**What you need to do**
Search the listing below for the word "items" and copy each line where it appears.

**Data records**
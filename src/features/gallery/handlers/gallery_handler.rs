use std::sync::Arc;

use axum::{
    extract::{Path, Query, State},
    Json,
};
use uuid::Uuid;

use crate::core::error::Result;
use crate::features::gallery::dtos::{
    EventsQuery, GalleryItemDto, GalleryKind, Leaderboard, LeaderboardQuery,
};
use crate::features::gallery::services::GalleryService;
use crate::shared::cache_control::CachePolicy;
use crate::shared::types::{ApiResponse, Meta, PaginationQuery};

const GALLERY_CACHE: CachePolicy = CachePolicy::Public {
    max_age: 60,
    shared_max_age: 300,
};

type GalleryList = (CachePolicy, Json<ApiResponse<Vec<GalleryItemDto>>>);
type GalleryDetail = (CachePolicy, Json<ApiResponse<GalleryItemDto>>);

async fn list(
    service: &GalleryService,
    kind: GalleryKind,
    pagination: &PaginationQuery,
    upcoming: Option<bool>,
) -> Result<GalleryList> {
    let (items, total) = service.list(kind, pagination, upcoming).await?;
    Ok((
        GALLERY_CACHE,
        Json(ApiResponse::success(Some(items), None, Some(Meta { total }))),
    ))
}

async fn detail(service: &GalleryService, kind: GalleryKind, id: Uuid) -> Result<GalleryDetail> {
    let item = service.detail(kind, id).await?;
    Ok((GALLERY_CACHE, Json(ApiResponse::success(Some(item), None, None))))
}

/// List clubs
#[utoipa::path(
    get,
    path = "/api/clubs",
    tag = "gallery",
    params(PaginationQuery),
    responses(
        (status = 200, description = "Clubs page", body = ApiResponse<Vec<GalleryItemDto>>)
    )
)]
pub async fn list_clubs(
    State(service): State<Arc<GalleryService>>,
    Query(pagination): Query<PaginationQuery>,
) -> Result<GalleryList> {
    list(&service, GalleryKind::Clubs, &pagination, None).await
}

/// Get a club with its members and upcoming events
#[utoipa::path(
    get,
    path = "/api/clubs/{id}",
    tag = "gallery",
    params(("id" = Uuid, Path, description = "Club ID")),
    responses(
        (status = 200, description = "Club detail", body = ApiResponse<GalleryItemDto>),
        (status = 404, description = "Club not found")
    )
)]
pub async fn get_club(
    State(service): State<Arc<GalleryService>>,
    Path(id): Path<Uuid>,
) -> Result<GalleryDetail> {
    detail(&service, GalleryKind::Clubs, id).await
}

/// List cars
#[utoipa::path(
    get,
    path = "/api/cars",
    tag = "gallery",
    params(PaginationQuery),
    responses(
        (status = 200, description = "Cars page", body = ApiResponse<Vec<GalleryItemDto>>)
    )
)]
pub async fn list_cars(
    State(service): State<Arc<GalleryService>>,
    Query(pagination): Query<PaginationQuery>,
) -> Result<GalleryList> {
    list(&service, GalleryKind::Cars, &pagination, None).await
}

/// Get a car with owner, club and photos
#[utoipa::path(
    get,
    path = "/api/cars/{id}",
    tag = "gallery",
    params(("id" = Uuid, Path, description = "Car ID")),
    responses(
        (status = 200, description = "Car detail", body = ApiResponse<GalleryItemDto>),
        (status = 404, description = "Car not found")
    )
)]
pub async fn get_car(
    State(service): State<Arc<GalleryService>>,
    Path(id): Path<Uuid>,
) -> Result<GalleryDetail> {
    detail(&service, GalleryKind::Cars, id).await
}

/// List events
#[utoipa::path(
    get,
    path = "/api/events",
    tag = "gallery",
    params(EventsQuery),
    responses(
        (status = 200, description = "Events page", body = ApiResponse<Vec<GalleryItemDto>>)
    )
)]
pub async fn list_events(
    State(service): State<Arc<GalleryService>>,
    Query(query): Query<EventsQuery>,
) -> Result<GalleryList> {
    list(
        &service,
        GalleryKind::Events,
        &query.pagination(),
        Some(query.upcoming),
    )
    .await
}

/// Get an event with its organizing club and attendee count
#[utoipa::path(
    get,
    path = "/api/events/{id}",
    tag = "gallery",
    params(("id" = Uuid, Path, description = "Event ID")),
    responses(
        (status = 200, description = "Event detail", body = ApiResponse<GalleryItemDto>),
        (status = 404, description = "Event not found")
    )
)]
pub async fn get_event(
    State(service): State<Arc<GalleryService>>,
    Path(id): Path<Uuid>,
) -> Result<GalleryDetail> {
    detail(&service, GalleryKind::Events, id).await
}

/// Ranked entries of a leaderboard
#[utoipa::path(
    get,
    path = "/api/leaderboards/{board}",
    tag = "gallery",
    params(
        ("board" = Leaderboard, Path, description = "Board name"),
        LeaderboardQuery
    ),
    responses(
        (status = 200, description = "Leaderboard", body = ApiResponse<Vec<GalleryItemDto>>),
        (status = 400, description = "Unknown board")
    )
)]
pub async fn get_leaderboard(
    State(service): State<Arc<GalleryService>>,
    Path(board): Path<String>,
    Query(query): Query<LeaderboardQuery>,
) -> Result<GalleryList> {
    let board: Leaderboard = board.parse()?;
    let entries = service.leaderboard(board, query.limit()).await?;
    let total = entries.len() as i64;

    Ok((
        GALLERY_CACHE,
        Json(ApiResponse::success(Some(entries), None, Some(Meta { total }))),
    ))
}

#[cfg(test)]
mod tests {
    use super::*;
    use crate::features::gallery::routes::routes;
    use crate::features::gallery::services::stub::StubRpc;
    use axum::http::StatusCode;
    use axum_test::TestServer;
    use serde_json::{json, Value};

    fn server(rpc: StubRpc) -> TestServer {
        let service = Arc::new(GalleryService::new(Arc::new(rpc)));
        TestServer::new(routes(service)).unwrap()
    }

    #[tokio::test]
    async fn test_clubs_gallery_envelope_and_cache_headers() {
        let server = server(StubRpc::default().returning(
            "get_clubs_gallery",
            json!({
                "items": [{ "id": "k1", "name": "Flat Six Society", "owner": [{ "username": "apex" }] }],
                "total": 1
            }),
        ));

        let response = server.get("/api/clubs").await;
        response.assert_status_ok();
        assert_eq!(
            response.header("cache-control"),
            "public, max-age=60, s-maxage=300"
        );

        let body: Value = response.json();
        assert_eq!(body["success"], true);
        assert_eq!(body["meta"]["total"], 1);
        assert_eq!(body["data"][0]["owner"]["username"], "apex");
    }

    #[tokio::test]
    async fn test_missing_car_is_404() {
        let server = server(StubRpc::default());
        let response = server.get(&format!("/api/cars/{}", Uuid::new_v4())).await;
        response.assert_status(StatusCode::NOT_FOUND);
        assert_eq!(response.json::<Value>()["message"], "Car not found");
    }

    #[tokio::test]
    async fn test_event_detail_found() {
        let server = server(StubRpc::default().returning(
            "get_event_detail",
            json!({ "id": "e1", "title": "Sunday Cars & Coffee", "club": [{ "name": "Rotary Club" }] }),
        ));
        let response = server.get(&format!("/api/events/{}", Uuid::new_v4())).await;
        response.assert_status_ok();
        assert_eq!(response.json::<Value>()["data"]["club"]["name"], "Rotary Club");
    }

    #[tokio::test]
    async fn test_unknown_leaderboard_is_400() {
        let server = server(StubRpc::default());
        let response = server.get("/api/leaderboards/fastest_lap").await;
        response.assert_status(StatusCode::BAD_REQUEST);
    }

    #[tokio::test]
    async fn test_leaderboard_ranks_entries() {
        let server = server(StubRpc::default().returning(
            "get_leaderboard",
            json!([{ "username": "apex" }, { "username": "rotor" }]),
        ));

        let response = server.get("/api/leaderboards/garage_size?limit=5").await;
        response.assert_status_ok();
        let body: Value = response.json();
        assert_eq!(body["data"][0]["rank"], 1);
        assert_eq!(body["data"][1]["rank"], 2);
        assert_eq!(body["meta"]["total"], 2);
    }
}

**Problem solution**
    let (items, total) = service.list(kind, pagination, upcoming).await?;
        Json(ApiResponse::success(Some(items), None, Some(Meta { total }))),
                "items": [{ "id": "k1", "name": "Flat Six Society", "owner": [{ "username": "apex" }] }],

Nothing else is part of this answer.